═══ EXERCISE MATERIALS
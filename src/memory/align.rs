/*!
 * Alignment Helpers
 */

use crate::core::types::Size;

/// Round `value` up to the next multiple of `align`
///
/// `align` must be a power of two. Returns `None` on overflow.
#[inline(always)]
pub const fn align_up(value: Size, align: Size) -> Option<Size> {
    debug_assert!(align.is_power_of_two());
    match value.checked_add(align - 1) {
        Some(v) => Some(v & !(align - 1)),
        None => None,
    }
}

/// Padding needed to bring `value` up to `align`
#[inline(always)]
pub const fn padding_for(value: Size, align: Size) -> Size {
    debug_assert!(align.is_power_of_two());
    value.wrapping_neg() & (align - 1)
}

/// Size of `T` rounded up to its alignment
///
/// Rust already pads `size_of` to a multiple of `align_of`, so this equals
/// `size_of::<T>()` for every sized type; it is kept explicit because the
/// fixed-capacity container sizes its block from it.
#[inline(always)]
pub const fn aligned_item_size<T>() -> Size {
    let size = std::mem::size_of::<T>();
    let align = std::mem::align_of::<T>();
    ((size + align - 1) / align) * align
}
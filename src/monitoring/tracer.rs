/*!
 * Structured Tracing
 * Subscriber setup for the benchmark driver using the tracing crate
 */

use crate::core::limits::ENV_TRACE_JSON;
use std::time::{Duration, Instant};
use tracing::{debug, info, span, Level, Span};
use tracing_subscriber::{
    fmt::format::FmtSpan, layer::SubscriberExt, util::SubscriberInitExt, EnvFilter,
};

/// Initialize structured tracing
///
/// Environment variables:
/// - RUST_LOG: Set log level (default: info)
/// - REGION_BENCH_TRACE_JSON: Enable JSON output (default: false)
///
/// Logs go to stderr so the report on stdout stays machine-readable.
pub fn init_tracing() {
    let env_filter = EnvFilter::try_from_default_env().unwrap_or_else(|_| EnvFilter::new("info"));

    let use_json = std::env::var(ENV_TRACE_JSON)
        .map(|v| v == "1" || v == "true")
        .unwrap_or(false);

    let registry = tracing_subscriber::registry().with(env_filter);

    // try_init: tests and benches may install a subscriber more than once
    let result = if use_json {
        registry
            .with(
                tracing_subscriber::fmt::layer()
                    .json()
                    .with_writer(std::io::stderr)
                    .with_target(true)
                    .with_current_span(true)
                    .with_span_list(true)
                    .with_span_events(FmtSpan::CLOSE),
            )
            .try_init()
    } else {
        registry
            .with(
                tracing_subscriber::fmt::layer()
                    .with_writer(std::io::stderr)
                    .with_target(true)
                    .with_span_events(FmtSpan::CLOSE)
                    .compact(),
            )
            .try_init()
    };

    if result.is_ok() {
        info!(json = use_json, "Structured tracing initialized");
    }
}

/// Span around one timed benchmark phase
///
/// Measures wall time itself so the caller gets the same duration that
/// ends up in the log.
pub struct PhaseSpan {
    span: Span,
    start: Instant,
}

impl PhaseSpan {
    pub fn new(strategy: &'static str, phase: &'static str) -> Self {
        let span = span!(Level::DEBUG, "phase", strategy, phase);
        debug!(parent: &span, "Phase started");
        Self {
            span,
            start: Instant::now(),
        }
    }

    /// Stop the clock and log the elapsed time
    pub fn finish(self) -> Duration {
        let elapsed = self.start.elapsed();
        debug!(
            parent: &self.span,
            elapsed_us = elapsed.as_micros() as u64,
            "Phase finished"
        );
        elapsed
    }
}
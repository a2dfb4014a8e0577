/*!
 * Benchmark Runner
 * Times build, traversal and teardown of one tree per strategy
 */

use super::report::{PhaseTimings, StrategyReport};
use super::strategy::Strategy;
use crate::core::types::TreeShape;
use crate::monitoring::{AllocationSource, PhaseSpan};
use crate::tree::{build_tree, checksum, nodes_created, reset_node_ids};
use tracing::info;

/// Runs strategies against one shape, observing a shared allocation source
pub struct Runner<'p> {
    shape: TreeShape,
    probe: &'p dyn AllocationSource,
}

impl<'p> Runner<'p> {
    pub fn new(shape: TreeShape, probe: &'p dyn AllocationSource) -> Self {
        Self { shape, probe }
    }

    /// Build, traverse and drop one tree
    ///
    /// Deallocation time covers leaving the scope that owns the allocator
    /// and the root: page release for arenas, the destructor cascade for
    /// owned nodes.
    pub fn run<S: Strategy>(&self) -> StrategyReport {
        info!(strategy = S::NAME, shape = %self.shape, "Testing strategy");
        reset_node_ids();
        let before = self.probe.snapshot();

        let build;
        let traversal;
        let sum;
        let node_count;
        let arena_bytes;
        let teardown;
        {
            let allocator = S::Allocator::default();

            let phase = PhaseSpan::new(S::NAME, "build");
            let root: S::Node<'_> = build_tree(&allocator, self.shape);
            build = phase.finish();

            let phase = PhaseSpan::new(S::NAME, "traversal");
            sum = checksum(&root);
            traversal = phase.finish();

            node_count = u64::from(nodes_created());
            arena_bytes = S::arena_bytes(&allocator);
            teardown = PhaseSpan::new(S::NAME, "deallocation");
        }
        let deallocation = teardown.finish();

        let allocations = self.probe.snapshot().since(&before);
        info!(
            strategy = S::NAME,
            checksum = sum,
            nodes = node_count,
            allocations = allocations.allocations,
            deallocations = allocations.deallocations,
            "Strategy finished"
        );

        StrategyReport {
            name: S::NAME.to_string(),
            timings: PhaseTimings {
                build,
                traversal,
                deallocation,
            },
            checksum: sum,
            node_count,
            allocations,
            arena_bytes,
        }
    }
}
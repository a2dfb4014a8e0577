/*!
 * Region Allocator Tests
 * Page lifecycle, alignment, reuse and contract breaches
 */

use pretty_assertions::assert_eq;
use region_tree::core::limits::{MAX_SMALL_BLOCK_SIZE, PAGE_ALIGN, PAGE_SIZE};
use region_tree::memory::{BlockAllocator, MemoryError, Region, RegionStats};
use std::alloc::Layout;

#[test]
fn test_new_region_is_empty() {
    let region = Region::new();
    assert_eq!(region.stats(), RegionStats::default());
    assert_eq!(region.stats().reserved_bytes(), 0);
}

#[test]
fn test_blocks_come_from_one_page_until_full() {
    let region = Region::new();
    let mut addrs = Vec::new();
    for _ in 0..100 {
        addrs.push(region.allocate_block(64, 8).as_ptr() as usize);
    }

    assert_eq!(region.stats().pages_created, 1);
    for pair in addrs.windows(2) {
        assert_eq!(pair[1] - pair[0], 64);
    }
}

#[test]
fn test_retired_page_tail_is_skipped() {
    let region = Region::new();
    let full_blocks = PAGE_SIZE / MAX_SMALL_BLOCK_SIZE - 1;
    for _ in 0..full_blocks {
        region.allocate_block(MAX_SMALL_BLOCK_SIZE, 1);
    }
    region.allocate_block(MAX_SMALL_BLOCK_SIZE - 100, 1);
    let stats = region.stats();
    assert_eq!(stats.pages_created, 1);

    // 100 bytes left: a 128-byte block must open a new page
    let block = region.allocate_block(128, 1);
    let stats = region.stats();
    assert_eq!(stats.pages_created, 2);
    assert_eq!(block.as_ptr() as usize % PAGE_ALIGN, 0);
    assert_eq!(stats.bytes_consumed, PAGE_SIZE - 100 + 128);
}

#[test]
fn test_exact_fit_uses_whole_page() {
    let region = Region::new();
    for _ in 0..(PAGE_SIZE / MAX_SMALL_BLOCK_SIZE) {
        region.allocate_block(MAX_SMALL_BLOCK_SIZE, PAGE_ALIGN);
    }
    let stats = region.stats();
    assert_eq!(stats.pages_created, 1);
    assert_eq!(stats.bytes_consumed, PAGE_SIZE);
    assert_eq!(stats.padding_bytes(), 0);
}

#[test]
fn test_typed_allocation() {
    let region = Region::new();
    let a = region.alloc(0xdead_beef_u64);
    let b = region.alloc([1u8, 2, 3]);
    *a += 1;
    assert_eq!(*a, 0xdead_beef_u64 + 1);
    assert_eq!(*b, [1, 2, 3]);
    assert_eq!(a as *const u64 as usize % std::mem::align_of::<u64>(), 0);
}

#[test]
fn test_block_allocator_trait() {
    fn grab(allocator: &dyn BlockAllocator) -> usize {
        allocator
            .allocate(Layout::from_size_align(24, 8).unwrap())
            .as_ptr() as usize
    }

    let region = Region::new();
    let a = grab(&region);
    let b = grab(&region);
    assert_eq!(b - a, 24);
    assert!(region.owns(a as *const u8));
}

#[test]
fn test_try_allocate_reports_breaches() {
    let region = Region::new();
    let too_big = Layout::from_size_align(MAX_SMALL_BLOCK_SIZE + 1, 8).unwrap();
    assert_eq!(
        region.try_allocate(too_big).unwrap_err(),
        MemoryError::BlockTooLarge {
            requested: MAX_SMALL_BLOCK_SIZE + 1,
            max: MAX_SMALL_BLOCK_SIZE,
        }
    );

    let over_aligned = Layout::from_size_align(8, PAGE_ALIGN * 2).unwrap();
    assert!(matches!(
        region.try_allocate(over_aligned),
        Err(MemoryError::AlignmentTooLarge { .. })
    ));
    assert_eq!(region.stats().pages_created, 0);
}

#[test]
#[should_panic(expected = "is not implemented")]
fn test_oversized_block_panics() {
    let region = Region::new();
    region.allocate(Layout::from_size_align(MAX_SMALL_BLOCK_SIZE * 2, 8).unwrap());
}

#[test]
fn test_preallocated_pages_are_used_first() {
    let region = Region::with_pages(3);
    assert_eq!(region.stats().pages_created, 3);
    assert_eq!(region.stats().pages_in_use, 0);

    for _ in 0..(2 * PAGE_SIZE / MAX_SMALL_BLOCK_SIZE + 1) {
        region.allocate_block(MAX_SMALL_BLOCK_SIZE, 8);
    }
    let stats = region.stats();
    assert_eq!(stats.pages_in_use, 3);
    assert_eq!(stats.pages_created, 3);
}

#[test]
fn test_reset_keeps_pool() {
    let mut region = Region::new();
    for _ in 0..1000 {
        region.alloc([0u64; 16]);
    }
    let created = region.stats().pages_created;
    assert!(created > 1);

    region.reset();
    for _ in 0..1000 {
        region.alloc([0u64; 16]);
    }
    assert_eq!(region.stats().pages_created, created);
    assert_eq!(region.stats().pages_in_use, created);
}
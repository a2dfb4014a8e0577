/*!
 * Allocation Counting
 * Global-allocator decorator observing every heap allocation
 */

use serde::{Deserialize, Serialize};
use std::alloc::{GlobalAlloc, Layout, System};
use std::sync::atomic::{AtomicU64, Ordering};

/// Counting wrapper around a global allocator
///
/// Install with `#[global_allocator]`. All counters use relaxed ordering:
/// they are statistics, not synchronization.
///
/// ```ignore
/// #[global_allocator]
/// static ALLOC: CountingAllocator = CountingAllocator::system();
/// ```
#[repr(C, align(64))]
pub struct CountingAllocator<A = System> {
    inner: A,
    allocations: AtomicU64,
    deallocations: AtomicU64,
    reallocations: AtomicU64,
    bytes_allocated: AtomicU64,
    bytes_deallocated: AtomicU64,
}

impl CountingAllocator<System> {
    /// Decorator around the system allocator
    pub const fn system() -> Self {
        Self::new(System)
    }
}

impl<A> CountingAllocator<A> {
    pub const fn new(inner: A) -> Self {
        Self {
            inner,
            allocations: AtomicU64::new(0),
            deallocations: AtomicU64::new(0),
            reallocations: AtomicU64::new(0),
            bytes_allocated: AtomicU64::new(0),
            bytes_deallocated: AtomicU64::new(0),
        }
    }

    /// Read-only snapshot of the counters
    pub fn snapshot(&self) -> AllocationStats {
        AllocationStats {
            allocations: self.allocations.load(Ordering::Relaxed),
            deallocations: self.deallocations.load(Ordering::Relaxed),
            reallocations: self.reallocations.load(Ordering::Relaxed),
            bytes_allocated: self.bytes_allocated.load(Ordering::Relaxed),
            bytes_deallocated: self.bytes_deallocated.load(Ordering::Relaxed),
        }
    }

    /// Zero every counter
    pub fn reset(&self) {
        self.allocations.store(0, Ordering::Relaxed);
        self.deallocations.store(0, Ordering::Relaxed);
        self.reallocations.store(0, Ordering::Relaxed);
        self.bytes_allocated.store(0, Ordering::Relaxed);
        self.bytes_deallocated.store(0, Ordering::Relaxed);
    }

    #[inline(always)]
    fn record_alloc(&self, size: usize) {
        self.allocations.fetch_add(1, Ordering::Relaxed);
        self.bytes_allocated.fetch_add(size as u64, Ordering::Relaxed);
    }

    #[inline(always)]
    fn record_dealloc(&self, size: usize) {
        self.deallocations.fetch_add(1, Ordering::Relaxed);
        self.bytes_deallocated.fetch_add(size as u64, Ordering::Relaxed);
    }
}

// SAFETY: every call is forwarded unchanged to the inner allocator.
unsafe impl<A: GlobalAlloc> GlobalAlloc for CountingAllocator<A> {
    #[inline]
    unsafe fn alloc(&self, layout: Layout) -> *mut u8 {
        self.record_alloc(layout.size());
        self.inner.alloc(layout)
    }

    #[inline]
    unsafe fn alloc_zeroed(&self, layout: Layout) -> *mut u8 {
        self.record_alloc(layout.size());
        self.inner.alloc_zeroed(layout)
    }

    #[inline]
    unsafe fn dealloc(&self, ptr: *mut u8, layout: Layout) {
        self.record_dealloc(layout.size());
        self.inner.dealloc(ptr, layout)
    }

    /// Counted as a reallocation; only growth adds to `bytes_allocated`
    #[inline]
    unsafe fn realloc(&self, ptr: *mut u8, layout: Layout, new_size: usize) -> *mut u8 {
        self.reallocations.fetch_add(1, Ordering::Relaxed);
        if new_size > layout.size() {
            self.bytes_allocated
                .fetch_add((new_size - layout.size()) as u64, Ordering::Relaxed);
        } else {
            self.bytes_deallocated
                .fetch_add((layout.size() - new_size) as u64, Ordering::Relaxed);
        }
        self.inner.realloc(ptr, layout, new_size)
    }
}

/// Anything that can report allocation counters
pub trait AllocationSource {
    fn snapshot(&self) -> AllocationStats;
}

impl<A> AllocationSource for CountingAllocator<A> {
    fn snapshot(&self) -> AllocationStats {
        CountingAllocator::snapshot(self)
    }
}

/// Source for hosts without a counting allocator; always reports zero
#[derive(Debug, Default, Clone, Copy)]
pub struct NoCounting;

impl AllocationSource for NoCounting {
    fn snapshot(&self) -> AllocationStats {
        AllocationStats::default()
    }
}

/// Snapshot of allocation counters
#[derive(Debug, Clone, Copy, Default, PartialEq, Eq, Serialize, Deserialize)]
pub struct AllocationStats {
    pub allocations: u64,
    pub deallocations: u64,
    pub reallocations: u64,
    pub bytes_allocated: u64,
    pub bytes_deallocated: u64,
}

impl AllocationStats {
    /// Counter movement from `earlier` to `self`
    pub fn since(&self, earlier: &AllocationStats) -> AllocationStats {
        AllocationStats {
            allocations: self.allocations.saturating_sub(earlier.allocations),
            deallocations: self.deallocations.saturating_sub(earlier.deallocations),
            reallocations: self.reallocations.saturating_sub(earlier.reallocations),
            bytes_allocated: self.bytes_allocated.saturating_sub(earlier.bytes_allocated),
            bytes_deallocated: self.bytes_deallocated.saturating_sub(earlier.bytes_deallocated),
        }
    }

    /// Live bytes according to the counters
    pub fn bytes_outstanding(&self) -> i64 {
        self.bytes_allocated as i64 - self.bytes_deallocated as i64
    }
}
/*!
 * Storage Strategies
 * Pairs of allocator and node type the runner can measure
 */

use crate::memory::Region;
use crate::tree::{BumpNode, Heap, OwnedNode, RegionNode, TreeNode};
use bumpalo::Bump;

/// Allocator/node pairing under test
pub trait Strategy {
    /// Column name in the report
    const NAME: &'static str;

    /// Created fresh for every run and dropped at the end of it
    type Allocator: Default + 'static;

    /// Node type built from [`Strategy::Allocator`]
    type Node<'a>: TreeNode<'a, Allocator = Self::Allocator>;

    /// Bytes the allocator reserved from the heap, if it tracks them
    fn arena_bytes(_allocator: &Self::Allocator) -> Option<usize> {
        None
    }
}

/// Per-node ownership, recursive release
pub struct OwnedStrategy;

impl Strategy for OwnedStrategy {
    const NAME: &'static str = "RAII";
    type Allocator = Heap;
    type Node<'a> = OwnedNode;
}

/// Region pages, bulk release
pub struct RegionStrategy;

impl Strategy for RegionStrategy {
    const NAME: &'static str = "Region";
    type Allocator = Region;
    type Node<'a> = RegionNode<'a>;

    fn arena_bytes(region: &Region) -> Option<usize> {
        Some(region.stats().reserved_bytes())
    }
}

/// bumpalo chunks, bulk release
pub struct BumpStrategy;

impl Strategy for BumpStrategy {
    const NAME: &'static str = "Bumpalo";
    type Allocator = Bump;
    type Node<'a> = BumpNode<'a>;

    fn arena_bytes(arena: &Bump) -> Option<usize> {
        Some(arena.allocated_bytes())
    }
}
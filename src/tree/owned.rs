/*!
 * Owned Tree Nodes
 * RAII-style storage: each node owns its children through `Box`
 */

use super::id::next_node_id;
use super::traits::TreeNode;
use crate::core::types::NodeId;

/// Global heap; a placeholder so owned nodes share the allocator-taking API
#[derive(Debug, Default, Clone, Copy)]
pub struct Heap;

/// Node holding a vector of owning pointers to its children
///
/// Dropping the root releases the tree recursively, one deallocation per
/// box and per child vector.
#[derive(Debug)]
pub struct OwnedNode {
    children: Vec<Box<OwnedNode>>,
    id: NodeId,
}

impl OwnedNode {
    pub fn new(max_children: usize) -> Self {
        Self {
            children: Vec::with_capacity(max_children),
            id: next_node_id(),
        }
    }
}

impl<'a> TreeNode<'a> for OwnedNode {
    type Allocator = Heap;

    #[inline]
    fn create(_: &'a Heap, max_children: usize) -> Self {
        Self::new(max_children)
    }

    #[inline]
    fn add_child(&mut self, _: &'a Heap, max_children: usize) {
        self.children.push(Box::new(Self::new(max_children)));
    }

    #[inline]
    fn id(&self) -> NodeId {
        self.id
    }

    fn children(&self) -> impl Iterator<Item = &Self> {
        self.children.iter().map(|child| child.as_ref())
    }

    fn children_mut(&mut self) -> impl Iterator<Item = &mut Self> {
        self.children.iter_mut().map(|child| child.as_mut())
    }
}
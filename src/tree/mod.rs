/*!
 * Tree Module
 * Fixed-shape trees over interchangeable storage strategies
 *
 * - **OwnedNode**: children owned through `Box`, released recursively
 * - **RegionNode**: children referenced from a `Region`, released with it
 * - **BumpNode**: children referenced from a `bumpalo::Bump`
 */

pub mod algorithms;
pub mod bump;
pub mod id;
pub mod owned;
pub mod region;
pub mod traits;

// Re-export for convenience
pub use algorithms::{build_subtree, build_tree, checksum, count_nodes, preorder_ids};
pub use bump::BumpNode;
pub use id::{next_node_id, nodes_created, reset_node_ids};
pub use owned::{Heap, OwnedNode};
pub use region::RegionNode;
pub use traits::TreeNode;
/*!
 * Memory Types
 * Common types for region allocation
 */

use crate::core::types::Size;
use serde::{Deserialize, Serialize};
use thiserror::Error;

/// Memory operation result
pub type MemoryResult<T> = Result<T, MemoryError>;

/// Memory errors
///
/// Every variant is a contract breach: the panicking entry points render
/// these as their diagnostic.
#[derive(Error, Debug, Clone, PartialEq, Eq)]
pub enum MemoryError {
    #[error("Allocating more than {max} bytes is not implemented (requested {requested} bytes)")]
    BlockTooLarge { requested: Size, max: Size },

    #[error("Alignment error: {0} is not a power of two")]
    InvalidAlignment(Size),

    #[error("Alignment error: {align} exceeds the page alignment of {max}")]
    AlignmentTooLarge { align: Size, max: Size },

    #[error("Fixed-capacity container is full: capacity {capacity}")]
    CapacityExceeded { capacity: Size },
}

/// Region statistics
#[derive(Debug, Clone, Copy, Default, PartialEq, Eq, Serialize, Deserialize)]
pub struct RegionStats {
    /// Pages ever created by this region
    pub pages_created: usize,
    /// Pages handed to the cursor since creation or the last reset
    pub pages_in_use: usize,
    /// Successful block allocations
    pub blocks_allocated: usize,
    /// Sum of requested block sizes
    pub bytes_requested: Size,
    /// Requested bytes plus alignment padding
    pub bytes_consumed: Size,
}

impl RegionStats {
    /// Bytes owned by the page pool
    pub fn reserved_bytes(&self) -> Size {
        self.pages_created * crate::core::limits::PAGE_SIZE
    }

    /// Padding lost to alignment
    pub fn padding_bytes(&self) -> Size {
        self.bytes_consumed - self.bytes_requested
    }
}
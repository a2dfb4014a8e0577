/*!
 * Tree Traits
 * Capability interface shared by every storage strategy
 */

use crate::core::types::NodeId;

/// Node that can be built and walked by the shared tree algorithms
///
/// `'a` is how long the node may borrow its allocator. Owning strategies
/// ignore it.
pub trait TreeNode<'a>: Sized {
    /// Storage the node and its children come from
    type Allocator: 'a;

    /// Create a node with room for `max_children` children
    fn create(allocator: &'a Self::Allocator, max_children: usize) -> Self;

    /// Create a child through `allocator` and append it
    fn add_child(&mut self, allocator: &'a Self::Allocator, max_children: usize);

    /// Identifier assigned at construction
    fn id(&self) -> NodeId;

    /// Direct children in insertion order
    fn children(&self) -> impl Iterator<Item = &Self>;

    /// Direct children in insertion order, mutably
    fn children_mut(&mut self) -> impl Iterator<Item = &mut Self>;
}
══════
#### TASK
Everything above from the line containing "use super::id::next_node_id;" through the line containing "pub struct Heap;" must be copied exactly. Nothing outside that range belongs in the answer.

#### SOLUTION FOR THIS PROBLEM
use super::id::next_node_id;
use super::traits::TreeNode;
use crate::core::types::NodeId;

/// Global heap; a placeholder so owned nodes share the allocator-taking API
#[derive(Debug, Default, Clone, Copy)]
pub struct Heap;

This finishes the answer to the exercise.